Gastric cancers that secrete AFP are a rare but distinct entity. The first case was described in 1970 by Bourille et al. [1]. They described a gastric adenocarcinoma with a high serum AFP level and synchronous hepatic metastases. It has subsequently become clear that there are two distinct histologic subtypes: a medullary type and a papillary or tubular type. The medullary type tends to stain more strongly for AFP and morphologically resembles a hepatic carcinoma [2].
It has been proposed that these AFP-producing gastric carcinomas with features of hepatic differentiation are a distinct clinicopathological entity and should be termed hepatoid adenocarcinoma of the stomach [3, 4]. The main features are a hepatoid morphologic pattern, a very high AFP, bile production and a poor prognosis [2]. Hepatoid carcinomas of the stomach can be differentiated from other AFP-producing gastric carcinomas morphologically: AFP-producing gastric carcinomas have a more classical histologic appearance, tend to be well differentiated and have a similar outcome to typical gastric cancer [2].
AFP-secreting gastric cancers occur with a frequency of 2% to 6% [2]. A Japanese study demonstrated an incidence of 3.9%. Fifteen of 387 patients had elevated serum AFP levels, and these were associated with AFP positivity on immunohistochemistry in the primary tumour [5]. Pre-operative measurement of AFP is not performed routinely. In one study the AFP was only elevated in 2% of patients [6]. These authors felt that routine measurement of AFP was not of value in the staging and management of patients with gastric cancer.
The prognosis of this tumour tends to be poor with a high frequency of hepatic metastases at presentation. Liver metastases have been reported to occur in 70% to 80% of cases and approximately half are metachronous [5, 7]. Yoshinabo et al. [7] describe a case of a man with a solitary hepatic metastasis which was completely excised and the patient was alive at 12 months post-surgery at the time of the report with no evidence of disease.

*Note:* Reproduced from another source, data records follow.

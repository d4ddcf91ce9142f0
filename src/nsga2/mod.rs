//! NSGA-II multi-objective optimization.
//!
//! # Key Types
//!
//! - [`Nsga2`]: the generational strategy, driven by
//!   [`IterativeSolver`](crate::solver::IterativeSolver)
//! - [`Nsga2Config`]: population size, operator rates, remapping
//!
//! # Ranking primitives
//!
//! - [`non_dominated_sort`]: Pareto layers under any comparator
//! - [`crowding_distance`]: per-layer diversity measure
//! - [`rank_and_crowd`], [`truncate`], [`binary_tournament`]: the crowded
//!   comparison operator and environmental selection
//!
//! # References
//!
//! - Deb et al. (2002), *A Fast and Elitist Multiobjective GA: NSGA-II*

mod config;
pub mod ranking;
mod runner;

pub use config::Nsga2Config;
pub use ranking::{
    binary_tournament, crowded_cmp, crowding_distance, non_dominated_sort, rank_and_crowd,
    truncate, truncate_by_layer, NondominatedSortResult, Ranked,
};
pub use runner::Nsga2;
//! Dominance ordering.
//!
//! - [`PartialComparison`] / [`PartialComparator`]: four-outcome comparison
//! - [`ParetoComparator`]: Pareto dominance with per-objective [`Direction`]
//! - [`PartiallyOrderedCollection`]: Pareto-front queries (`firsts`, `lasts`)

mod collection;
mod comparison;

pub use collection::{DagPartiallyOrderedCollection, PartiallyOrderedCollection};
pub use comparison::{natural, Direction, ParetoComparator, PartialComparator, PartialComparison};
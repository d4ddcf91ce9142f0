//! Population state handed between the driver, the strategies and observers.

use std::time::Instant;

use super::individual::Individual;
use crate::order::{DagPartiallyOrderedCollection, PartiallyOrderedCollection};

/// Run counters.
///
/// Only the controlling thread updates these, always after a batch has been
/// joined.
#[derive(Debug, Clone, Copy, PartialEq, Eq)]
pub struct Progress {
    starting_time: Instant,
    elapsed_millis: u64,
    n_of_iterations: u64,
    n_of_births: u64,
    n_of_quality_evaluations: u64,
}

impl Progress {
    /// Starts the clock with all counters at zero.
    pub fn start() -> Self {
        Self {
            starting_time: Instant::now(),
            elapsed_millis: 0,
            n_of_iterations: 0,
            n_of_births: 0,
            n_of_quality_evaluations: 0,
        }
    }

    pub fn starting_time(&self) -> Instant {
        self.starting_time
    }

    /// Milliseconds elapsed at the last refresh.
    pub fn elapsed_millis(&self) -> u64 {
        self.elapsed_millis
    }

    pub fn n_of_iterations(&self) -> u64 {
        self.n_of_iterations
    }

    /// Cumulative number of genotypes created.
    pub fn n_of_births(&self) -> u64 {
        self.n_of_births
    }

    /// Cumulative number of quality computations, remaps included.
    pub fn n_of_quality_evaluations(&self) -> u64 {
        self.n_of_quality_evaluations
    }

    /// Records a joined batch of `births` new genotypes and `remaps`
    /// re-evaluated individuals.
    pub fn record_batch(&mut self, births: usize, remaps: usize) {
        self.n_of_births += births as u64;
        self.n_of_quality_evaluations += (births + remaps) as u64;
    }

    /// Closes an iteration: bumps the iteration counter and the clock.
    pub fn advance(&mut self) {
        self.n_of_iterations += 1;
        self.refresh_elapsed();
    }

    /// Updates `elapsed_millis` from the wall clock.
    pub fn refresh_elapsed(&mut self) {
        self.elapsed_millis = self.starting_time.elapsed().as_millis() as u64;
    }

    /// Iteration number given to individuals born during the next update.
    pub fn next_iteration(&self) -> u64 {
        self.n_of_iterations + 1
    }
}

/// Counters plus the current population.
///
/// Replaced wholesale by every update; `Clone` is the immutable snapshot
/// handed to observers.
#[derive(Debug, Clone)]
pub struct PopulationState<G, S, Q> {
    progress: Progress,
    population: DagPartiallyOrderedCollection<Individual<G, S, Q>>,
}

impl<G, S, Q> PopulationState<G, S, Q> {
    pub fn new(
        progress: Progress,
        population: DagPartiallyOrderedCollection<Individual<G, S, Q>>,
    ) -> Self {
        Self {
            progress,
            population,
        }
    }

    pub fn progress(&self) -> &Progress {
        &self.progress
    }

    pub fn population(&self) -> &DagPartiallyOrderedCollection<Individual<G, S, Q>> {
        &self.population
    }

    /// Splits the state into its parts.
    pub fn into_parts(self) -> (Progress, DagPartiallyOrderedCollection<Individual<G, S, Q>>) {
        (self.progress, self.population)
    }

    /// Current non-dominated individuals.
    pub fn firsts(&self) -> Vec<&Individual<G, S, Q>> {
        self.population.firsts()
    }
}

/// A strategy-specific state that exposes a [`PopulationState`].
pub trait SolverState {
    type Genotype;
    type Solution;
    type Quality;

    fn population_state(&self) -> &PopulationState<Self::Genotype, Self::Solution, Self::Quality>;

    fn progress(&self) -> &Progress {
        self.population_state().progress()
    }
}

impl<G, S, Q> SolverState for PopulationState<G, S, Q> {
    type Genotype = G;
    type Solution = S;
    type Quality = Q;

    fn population_state(&self) -> &PopulationState<G, S, Q> {
        self
    }
}

#[cfg(test)]
mod tests {
    use super::*;

    #[test]
    fn test_progress_counters() {
        let mut progress = Progress::start();
        progress.record_batch(10, 0);
        assert_eq!(progress.n_of_births(), 10);
        assert_eq!(progress.n_of_quality_evaluations(), 10);

        progress.record_batch(10, 5);
        assert_eq!(progress.n_of_births(), 20);
        assert_eq!(progress.n_of_quality_evaluations(), 25);

        assert_eq!(progress.next_iteration(), 1);
        progress.advance();
        assert_eq!(progress.n_of_iterations(), 1);
        assert_eq!(progress.next_iteration(), 2);
    }

    #[test]
    fn test_snapshot_is_independent() {
        let mut progress = Progress::start();
        progress.record_batch(3, 0);
        let state: PopulationState<u8, u8, f64> =
            PopulationState::new(progress, DagPartiallyOrderedCollection::default());
        let snapshot = state.clone();

        let (mut live, population) = state.into_parts();
        live.advance();
        let state = PopulationState::new(live, population);

        assert_eq!(snapshot.progress().n_of_iterations(), 0);
        assert_eq!(state.progress().n_of_iterations(), 1);
    }
}
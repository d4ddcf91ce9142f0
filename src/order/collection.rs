//! Partially ordered collections.
//!
//! [`DagPartiallyOrderedCollection`] materializes the dominance relation
//! eagerly as a DAG: an edge `a → b` exists when `a` is `Before` `b`.
//! Callers only depend on the [`PartiallyOrderedCollection`] trait, so the
//! O(n²) construction can be replaced by an incremental index later.

use super::comparison::{PartialComparator, PartialComparison};

/// A set of items exposing Pareto-front queries.
pub trait PartiallyOrderedCollection<T> {
    /// All members, in insertion order.
    fn all(&self) -> &[T];

    /// Members not dominated by any other member (the Pareto front).
    ///
    /// Never empty when the collection is non-empty.
    fn firsts(&self) -> Vec<&T>;

    /// Members that dominate no other member.
    fn lasts(&self) -> Vec<&T>;

    /// Number of members.
    fn len(&self) -> usize {
        self.all().len()
    }

    /// Whether the collection has no members.
    fn is_empty(&self) -> bool {
        self.all().is_empty()
    }
}

/// Eagerly built dominance DAG over a vector of items.
///
/// The comparator is not stored: it is supplied when the collection is built
/// or extended, which keeps the collection a plain, cheaply cloneable value.
///
/// # Example
///
/// ```
/// use u_evolve::order::{DagPartiallyOrderedCollection, ParetoComparator, PartiallyOrderedCollection};
///
/// let points = vec![vec![1.0, 5.0], vec![3.0, 3.0], vec![4.0, 4.0]];
/// let collection = DagPartiallyOrderedCollection::new(points, &ParetoComparator::minimizing(2));
///
/// let front: Vec<&Vec<f64>> = collection.firsts();
/// assert_eq!(front.len(), 2); // (4, 4) is dominated by (3, 3)
/// ```
#[derive(Debug, Clone, PartialEq)]
pub struct DagPartiallyOrderedCollection<T> {
    items: Vec<T>,
    /// `dominated[i]` lists the members that member `i` dominates.
    dominated: Vec<Vec<usize>>,
    /// Number of members dominating member `i`.
    dominators: Vec<usize>,
    /// Members that do not compare `Same` to themselves, e.g. a NaN quality.
    degenerate: Vec<bool>,
}

impl<T> Default for DagPartiallyOrderedCollection<T> {
    fn default() -> Self {
        Self {
            items: Vec::new(),
            dominated: Vec::new(),
            dominators: Vec::new(),
            degenerate: Vec::new(),
        }
    }
}

impl<T> DagPartiallyOrderedCollection<T> {
    /// Builds the collection, comparing every pair once.
    pub fn new<C>(items: Vec<T>, comparator: &C) -> Self
    where
        C: PartialComparator<T> + ?Sized,
    {
        let n = items.len();
        let mut dominated = vec![Vec::new(); n];
        let mut dominators = vec![0usize; n];
        let degenerate = items
            .iter()
            .map(|item| is_degenerate(item, comparator))
            .collect();

        for i in 0..n {
            for j in (i + 1)..n {
                match comparator.compare(&items[i], &items[j]) {
                    PartialComparison::Before => {
                        dominated[i].push(j);
                        dominators[j] += 1;
                    }
                    PartialComparison::After => {
                        dominated[j].push(i);
                        dominators[i] += 1;
                    }
                    PartialComparison::Same | PartialComparison::NotComparable => {}
                }
            }
        }

        Self {
            items,
            dominated,
            dominators,
            degenerate,
        }
    }

    /// Adds one member, comparing it against every existing member.
    pub fn add<C>(&mut self, item: T, comparator: &C)
    where
        C: PartialComparator<T> + ?Sized,
    {
        let k = self.items.len();
        self.dominated.push(Vec::new());
        self.dominators.push(0);
        self.degenerate.push(is_degenerate(&item, comparator));

        for i in 0..k {
            match comparator.compare(&self.items[i], &item) {
                PartialComparison::Before => {
                    self.dominated[i].push(k);
                    self.dominators[k] += 1;
                }
                PartialComparison::After => {
                    self.dominated[k].push(i);
                    self.dominators[i] += 1;
                }
                PartialComparison::Same | PartialComparison::NotComparable => {}
            }
        }

        self.items.push(item);
    }

    /// Consumes the collection, returning its members in insertion order.
    pub fn into_items(self) -> Vec<T> {
        self.items
    }

    /// Consumes the collection, returning only its front, in insertion order.
    pub fn into_firsts(self) -> Vec<T> {
        let keep = self.first_indices();
        let mut keep = keep.into_iter().peekable();
        self.items
            .into_iter()
            .enumerate()
            .filter_map(|(i, item)| {
                if keep.peek() == Some(&i) {
                    keep.next();
                    Some(item)
                } else {
                    None
                }
            })
            .collect()
    }

    /// Like [`into_firsts`](Self::into_firsts), but keeps one member per
    /// `Same` class: a front member that is `Same` as an earlier kept one
    /// is dropped.
    pub fn into_distinct_firsts<C>(self, comparator: &C) -> Vec<T>
    where
        C: PartialComparator<T> + ?Sized,
    {
        let mut kept: Vec<T> = Vec::new();
        for item in self.into_firsts() {
            let duplicate = kept
                .iter()
                .any(|k| comparator.compare(k, &item) == PartialComparison::Same);
            if !duplicate {
                kept.push(item);
            }
        }
        kept
    }

    /// Number of members dominating the member at `index`.
    pub fn dominator_count(&self, index: usize) -> usize {
        self.dominators[index]
    }

    /// Undominated members, leaving out degenerate ones unless nothing
    /// else is undominated.
    fn first_indices(&self) -> Vec<usize> {
        let undominated: Vec<usize> = (0..self.items.len())
            .filter(|&i| self.dominators[i] == 0)
            .collect();
        let sound: Vec<usize> = undominated
            .iter()
            .copied()
            .filter(|&i| !self.degenerate[i])
            .collect();
        if !sound.is_empty() {
            sound
        } else if !undominated.is_empty() {
            undominated
        } else {
            // Only reachable with a comparator that is not a strict partial order.
            (0..self.items.len()).collect()
        }
    }
}

fn is_degenerate<T, C>(item: &T, comparator: &C) -> bool
where
    C: PartialComparator<T> + ?Sized,
{
    comparator.compare(item, item) != PartialComparison::Same
}

impl<T> PartiallyOrderedCollection<T> for DagPartiallyOrderedCollection<T> {
    fn all(&self) -> &[T] {
        &self.items
    }

    fn firsts(&self) -> Vec<&T> {
        self.first_indices()
            .into_iter()
            .map(|i| &self.items[i])
            .collect()
    }

    fn lasts(&self) -> Vec<&T> {
        let lasts: Vec<&T> = (0..self.items.len())
            .filter(|&i| self.dominated[i].is_empty())
            .map(|i| &self.items[i])
            .collect();
        if lasts.is_empty() {
            self.items.iter().collect()
        } else {
            lasts
        }
    }
}
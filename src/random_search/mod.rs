//! Random search.
//!
//! Every iteration samples `batch_size` fresh genotypes from the factory and
//! keeps the non-dominated set of everything seen so far. Useful as a
//! baseline for the other strategies.

mod config;
mod runner;

pub use config::RandomSearchConfig;
pub use runner::RandomSearch;
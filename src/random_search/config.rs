//! Random search configuration.

use crate::error::ConfigError;

/// Configuration for [`RandomSearch`](super::RandomSearch).
#[derive(Debug, Clone, PartialEq)]
#[cfg_attr(feature = "serde", derive(serde::Serialize, serde::Deserialize))]
pub struct RandomSearchConfig {
    /// Genotypes sampled and evaluated per iteration (and at init).
    pub batch_size: usize,
}

impl Default for RandomSearchConfig {
    fn default() -> Self {
        Self { batch_size: 100 }
    }
}

impl RandomSearchConfig {
    /// Sets the batch size.
    pub fn with_batch_size(mut self, n: usize) -> Self {
        self.batch_size = n;
        self
    }

    /// Validates the configuration.
    pub fn validate(&self) -> Result<(), ConfigError> {
        if self.batch_size == 0 {
            return Err(ConfigError::NonPositive { name: "batch_size" });
        }
        Ok(())
    }
}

Despite the well documented poor prognosis of this tumour there are only limited data as to the cellular or molecular mechanisms involved. The c-met proto-oncogene is known to regulate cell migration and proliferation and to encode the c-Met receptor. Hepatocyte growth factor (HGF) is a ligand for the c-Met receptor. The regulation of gastric cancer cell lines by HGF/c-Met has been described recently [8]. HGF is strongly associated with the progression of cancer cells to invasive phenotypes and the development of distant metastases [8]. In one study of stage matched gastric cancers, a higher incidence of c-Met overexpression was found in AFP-secreting tumours, and a higher expression in poorly differentiated tumours in the AFP-positive group than in tumours that were AFP negative [8]. These authors concluded that c-Met overexpression might be one explanation for the poorer prognosis in this patient group. Another study has shown, using immunohistochemistry studies, that AFP-positive tumours have a higher malignant potential with high proliferative activity (using Ki-67), weak apoptosis and rich neovascularisation (using VEGF levels and microvessel density) [9]. These results indicate that this tumour behaves biologically as a high-grade malignancy, and this correlates with its poor prognosis clinically.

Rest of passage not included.